Oops! I typed out this fairly long post and when I went to submit it I found the topic had been locked. I really don't want to waste this entire post and since it is really on a different topic entirely although using the post in question as an example I hope Richard will allow me to start a new topic. Again, I am only interested in this from a direct mail marketing matter, nothing else.
It refers to the interminable Erdnase thread and particularly the last post by Sworn Lip(s). It is indeed a very long post but it does give me an opportunity to get some feedback on something I have always wondered about. I haven't the slightest interest in Erdnase except for a mild curiosity over the matter. However, I am very interested in the art of direct mail and I do a lot of it. It seems to be an art in itself.
There are two schools of thought on the matter. One is that short letters are the way to go since long letters will not be read. However, there is an opposing school of thought that says that although it is true that most people will not read the long letters the people who are the best prospects, in other words the people who are REALLY interested in the subject will read the letter no matter how long it is.

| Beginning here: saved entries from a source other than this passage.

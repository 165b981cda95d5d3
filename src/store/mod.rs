//! The document store: the durable copy of every transaction, split across
//! the income and expense collections, with owner-filtered live queries.
//!
//! Mutations go through [DocumentStore] so every write is followed by
//! snapshot delivery to the collection's subscribers. A live query delivers a
//! full replacement snapshot immediately on subscribe and again after every
//! mutation of its collection.

mod live;
mod records;

pub use live::{SnapshotCallback, Subscription};
pub use records::{
    Collection, DocumentId, TransactionDraft, TransactionRecord, create_collection_tables,
    map_record_row,
};

use std::{
    collections::HashMap,
    sync::{Arc, Mutex},
};

use rusqlite::Connection;

use crate::{
    SubscriptionError, WriteError,
    auth::{UserID, create_user_table},
    store::live::LiveQueries,
    store::records::{delete_record, get_record, insert_record, list_records, update_record},
};

/// Add the application's tables to the database.
///
/// # Errors
/// Returns an error if a table cannot be created or if there is an SQL error.
pub fn initialize(connection: &Connection) -> Result<(), rusqlite::Error> {
    connection.pragma_update(None, "foreign_keys", "ON")?;
    create_user_table(connection)?;
    create_collection_tables(connection)?;

    Ok(())
}

/// The durable store for both transaction collections.
///
/// Cloning is cheap; clones share the connection and the live-query registry.
#[derive(Clone)]
pub struct DocumentStore {
    connection: Arc<Mutex<Connection>>,
    live: Arc<LiveQueries>,
}

impl DocumentStore {
    /// Create a store over an initialized database connection.
    pub fn new(connection: Arc<Mutex<Connection>>) -> Self {
        Self {
            connection,
            live: Arc::new(LiveQueries::default()),
        }
    }

    /// The shared database connection.
    pub fn connection(&self) -> &Arc<Mutex<Connection>> {
        &self.connection
    }

    /// Acquire the database lock for a write, mapping a poisoned lock to
    /// [WriteError::StoreUnavailable].
    fn lock_for_write(&self) -> Result<std::sync::MutexGuard<'_, Connection>, WriteError> {
        self.connection
            .lock()
            .map_err(|_| WriteError::StoreUnavailable)
    }

    /// Append a record to `collection`, stamped with `owner_id`, and notify
    /// the collection's subscribers.
    ///
    /// # Errors
    /// This function will return a:
    /// - [WriteError::InvalidAmount] if the amount is negative or not a number,
    /// - [WriteError::StoreUnavailable] if the database lock is poisoned,
    /// - or [WriteError::Rejected] if the store rejects the write.
    pub fn add(
        &self,
        collection: Collection,
        owner_id: UserID,
        draft: &TransactionDraft,
    ) -> Result<TransactionRecord, WriteError> {
        validate_amount(draft.amount)?;

        let record = {
            let connection = self.lock_for_write()?;
            insert_record(collection, owner_id, draft, &connection)?
        };

        self.publish(collection);

        Ok(record)
    }

    /// Replace the editable fields of the record with `id` and notify the
    /// collection's subscribers.
    ///
    /// # Errors
    /// This function will return a [WriteError::NotFound] if `id` does not
    /// refer to a record owned by `owner_id`, plus the errors of
    /// [DocumentStore::add].
    pub fn update(
        &self,
        collection: Collection,
        id: DocumentId,
        owner_id: UserID,
        draft: &TransactionDraft,
    ) -> Result<(), WriteError> {
        validate_amount(draft.amount)?;

        {
            let connection = self.lock_for_write()?;
            update_record(collection, id, owner_id, draft, &connection)?;
        }

        self.publish(collection);

        Ok(())
    }

    /// Remove the record with `id` and notify the collection's subscribers.
    ///
    /// # Errors
    /// This function will return a [WriteError::NotFound] if `id` does not
    /// refer to a record owned by `owner_id`.
    pub fn delete(
        &self,
        collection: Collection,
        id: DocumentId,
        owner_id: UserID,
    ) -> Result<(), WriteError> {
        {
            let connection = self.lock_for_write()?;
            delete_record(collection, id, owner_id, &connection)?;
        }

        self.publish(collection);

        Ok(())
    }

    /// Retrieve a single record for `owner_id`.
    ///
    /// # Errors
    /// This function will return a [WriteError::NotFound] if `id` does not
    /// refer to a record owned by `owner_id`.
    pub fn get(
        &self,
        collection: Collection,
        id: DocumentId,
        owner_id: UserID,
    ) -> Result<TransactionRecord, WriteError> {
        let connection = self.lock_for_write()?;
        get_record(collection, id, owner_id, &connection)
    }

    /// Open a live query over `collection` filtered by `owner_id`.
    ///
    /// The callback is invoked with the current result set before this
    /// function returns, and again with a full replacement snapshot after
    /// every mutation of the collection. Delivery stops once the returned
    /// [Subscription] is cancelled or dropped.
    ///
    /// The callback must not mutate the store from inside itself.
    ///
    /// # Errors
    /// This function will return a [SubscriptionError] if the initial
    /// snapshot query fails; no subscription is registered in that case.
    pub fn subscribe(
        &self,
        collection: Collection,
        owner_id: UserID,
        callback: SnapshotCallback,
    ) -> Result<Subscription, SubscriptionError> {
        let snapshot = {
            let connection = self
                .connection
                .lock()
                .map_err(|_| SubscriptionError::StoreUnavailable)?;
            list_records(collection, owner_id, &connection)?
        };

        let (subscription, callback) = self.live.register(collection, owner_id, callback);
        (*callback.lock().expect("callback lock poisoned"))(snapshot);

        Ok(subscription)
    }

    /// Deliver fresh snapshots to every subscriber of `collection`.
    ///
    /// Failures here must not fail the mutation that triggered them: the
    /// write has already committed, so the error is logged and subscribers
    /// keep their last consistent snapshot.
    fn publish(&self, collection: Collection) {
        let watchers = self.live.watchers_of(collection);
        if watchers.is_empty() {
            return;
        }

        let mut snapshots: HashMap<UserID, Vec<TransactionRecord>> = HashMap::new();
        {
            let connection = match self.connection.lock() {
                Ok(connection) => connection,
                Err(error) => {
                    tracing::error!("could not acquire the database lock to publish: {error}");
                    return;
                }
            };

            for (_, owner_id) in &watchers {
                if snapshots.contains_key(owner_id) {
                    continue;
                }

                match list_records(collection, *owner_id, &connection) {
                    Ok(records) => {
                        snapshots.insert(*owner_id, records);
                    }
                    Err(error) => {
                        tracing::error!(
                            "snapshot query failed for owner {}: {error}",
                            owner_id.as_i64()
                        );
                    }
                }
            }
        }

        for (callback, owner_id) in watchers {
            if let Some(snapshot) = snapshots.get(&owner_id) {
                (*callback.lock().expect("callback lock poisoned"))(snapshot.clone());
            }
        }
    }
}

fn validate_amount(amount: f64) -> Result<(), WriteError> {
    // `>= 0.0` is false for NaN, so this also rejects non-numbers.
    if amount >= 0.0 && amount.is_finite() {
        Ok(())
    } else {
        Err(WriteError::InvalidAmount(amount))
    }
}

#[cfg(test)]
mod document_store_tests {
    use std::sync::{Arc, Mutex};

    use rusqlite::Connection;
    use time::macros::date;

    use crate::{
        WriteError,
        auth::UserID,
        test_utils::{create_test_user, draft},
    };

    use super::{Collection, DocumentStore, TransactionRecord, initialize};

    fn get_test_store() -> (DocumentStore, UserID) {
        let conn = Connection::open_in_memory().unwrap();
        initialize(&conn).unwrap();
        let owner = create_test_user(&conn, "foo@bar.baz");

        (DocumentStore::new(Arc::new(Mutex::new(conn))), owner)
    }

    fn recording_callback() -> (
        Arc<Mutex<Vec<Vec<TransactionRecord>>>>,
        Box<dyn FnMut(Vec<TransactionRecord>) + Send>,
    ) {
        let snapshots = Arc::new(Mutex::new(Vec::new()));
        let sink = Arc::clone(&snapshots);

        (
            snapshots,
            Box::new(move |snapshot| sink.lock().unwrap().push(snapshot)),
        )
    }

    #[test]
    fn subscribe_delivers_initial_snapshot_immediately() {
        let (store, owner) = get_test_store();
        let record = store
            .add(
                Collection::Incomes,
                owner,
                &draft(date!(2023 - 10 - 01), "Salary", 2000.0),
            )
            .unwrap();
        let (snapshots, callback) = recording_callback();

        let _subscription = store
            .subscribe(Collection::Incomes, owner, callback)
            .unwrap();

        let delivered = snapshots.lock().unwrap();
        assert_eq!(delivered.as_slice(), &[vec![record]]);
    }

    #[test]
    fn create_then_snapshot_includes_record_with_owner() {
        let (store, owner) = get_test_store();
        let (snapshots, callback) = recording_callback();
        let _subscription = store
            .subscribe(Collection::Incomes, owner, callback)
            .unwrap();

        let record = store
            .add(
                Collection::Incomes,
                owner,
                &draft(date!(2023 - 10 - 01), "Salary", 2000.0),
            )
            .unwrap();

        let delivered = snapshots.lock().unwrap();
        let latest = delivered.last().unwrap();
        assert_eq!(latest.len(), 1);
        assert_eq!(latest[0], record);
        assert_eq!(latest[0].owner_id, owner);
    }

    #[test]
    fn delete_then_snapshot_excludes_record() {
        let (store, owner) = get_test_store();
        let record = store
            .add(
                Collection::Expenses,
                owner,
                &draft(date!(2023 - 10 - 02), "Groceries", 200.0),
            )
            .unwrap();
        let (snapshots, callback) = recording_callback();
        let _subscription = store
            .subscribe(Collection::Expenses, owner, callback)
            .unwrap();

        store.delete(Collection::Expenses, record.id, owner).unwrap();

        let delivered = snapshots.lock().unwrap();
        assert_eq!(delivered.last().unwrap().as_slice(), &[]);
    }

    #[test]
    fn snapshots_are_scoped_to_the_subscribed_owner() {
        let (store, owner) = get_test_store();
        let other = {
            let connection = store.connection().lock().unwrap();
            create_test_user(&connection, "other@bar.baz")
        };
        let (snapshots, callback) = recording_callback();
        let _subscription = store
            .subscribe(Collection::Incomes, owner, callback)
            .unwrap();

        store
            .add(
                Collection::Incomes,
                other,
                &draft(date!(2023 - 10 - 04), "Freelance", 500.0),
            )
            .unwrap();

        // The other owner's insert still triggers delivery, but the snapshot
        // for this owner must stay empty.
        let delivered = snapshots.lock().unwrap();
        assert_eq!(delivered.last().unwrap().as_slice(), &[]);
    }

    #[test]
    fn cancelled_subscription_receives_nothing() {
        let (store, owner) = get_test_store();
        let (snapshots, callback) = recording_callback();
        let subscription = store
            .subscribe(Collection::Incomes, owner, callback)
            .unwrap();

        subscription.cancel();
        subscription.cancel();
        store
            .add(
                Collection::Incomes,
                owner,
                &draft(date!(2023 - 10 - 01), "Salary", 2000.0),
            )
            .unwrap();

        // Only the initial snapshot was delivered.
        assert_eq!(snapshots.lock().unwrap().len(), 1);
    }

    #[test]
    fn mutating_one_collection_does_not_notify_the_other() {
        let (store, owner) = get_test_store();
        let (snapshots, callback) = recording_callback();
        let _subscription = store
            .subscribe(Collection::Expenses, owner, callback)
            .unwrap();

        store
            .add(
                Collection::Incomes,
                owner,
                &draft(date!(2023 - 10 - 01), "Salary", 2000.0),
            )
            .unwrap();

        assert_eq!(snapshots.lock().unwrap().len(), 1);
    }

    #[test]
    fn add_rejects_negative_and_nan_amounts() {
        let (store, owner) = get_test_store();

        let negative = store.add(
            Collection::Expenses,
            owner,
            &draft(date!(2023 - 10 - 02), "Groceries", -1.0),
        );
        let not_a_number = store.add(
            Collection::Expenses,
            owner,
            &draft(date!(2023 - 10 - 02), "Groceries", f64::NAN),
        );

        assert_eq!(negative, Err(WriteError::InvalidAmount(-1.0)));
        assert!(matches!(not_a_number, Err(WriteError::InvalidAmount(_))));
    }

    #[test]
    fn update_notifies_subscribers() {
        let (store, owner) = get_test_store();
        let record = store
            .add(
                Collection::Expenses,
                owner,
                &draft(date!(2023 - 10 - 02), "Groceries", 200.0),
            )
            .unwrap();
        let (snapshots, callback) = recording_callback();
        let _subscription = store
            .subscribe(Collection::Expenses, owner, callback)
            .unwrap();

        store
            .update(
                Collection::Expenses,
                record.id,
                owner,
                &draft(date!(2023 - 10 - 02), "Groceries", 250.0),
            )
            .unwrap();

        let delivered = snapshots.lock().unwrap();
        assert_eq!(delivered.last().unwrap()[0].amount, 250.0);
    }
}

Now I know that there are many people on this forum who ARE interested in Erdnase so that gives me a great opportunity to find out who actually has read the above post by sworn lip(s). Or in fact any of his long posts. I am not interested in Erdnase so I personally haven't read it. But I AM interested to see who has read it or will read it from beginning to end. I am doing this not because I am interested in the topic but I would like to see if the theory that those who are interested in a subject will take the time to read the whole thing.
Again I reiterate that I am doing this from an interest in marketing rather than an interest in Erdnase whom I don't give a stuff about. So my question is:
Who has read the last long post from Sworn Lips or intends to do so?
Again, I do not want to talk about Erdnase. I merely want to gauge people's patience in reading long messages in a subject that they are actually interested in.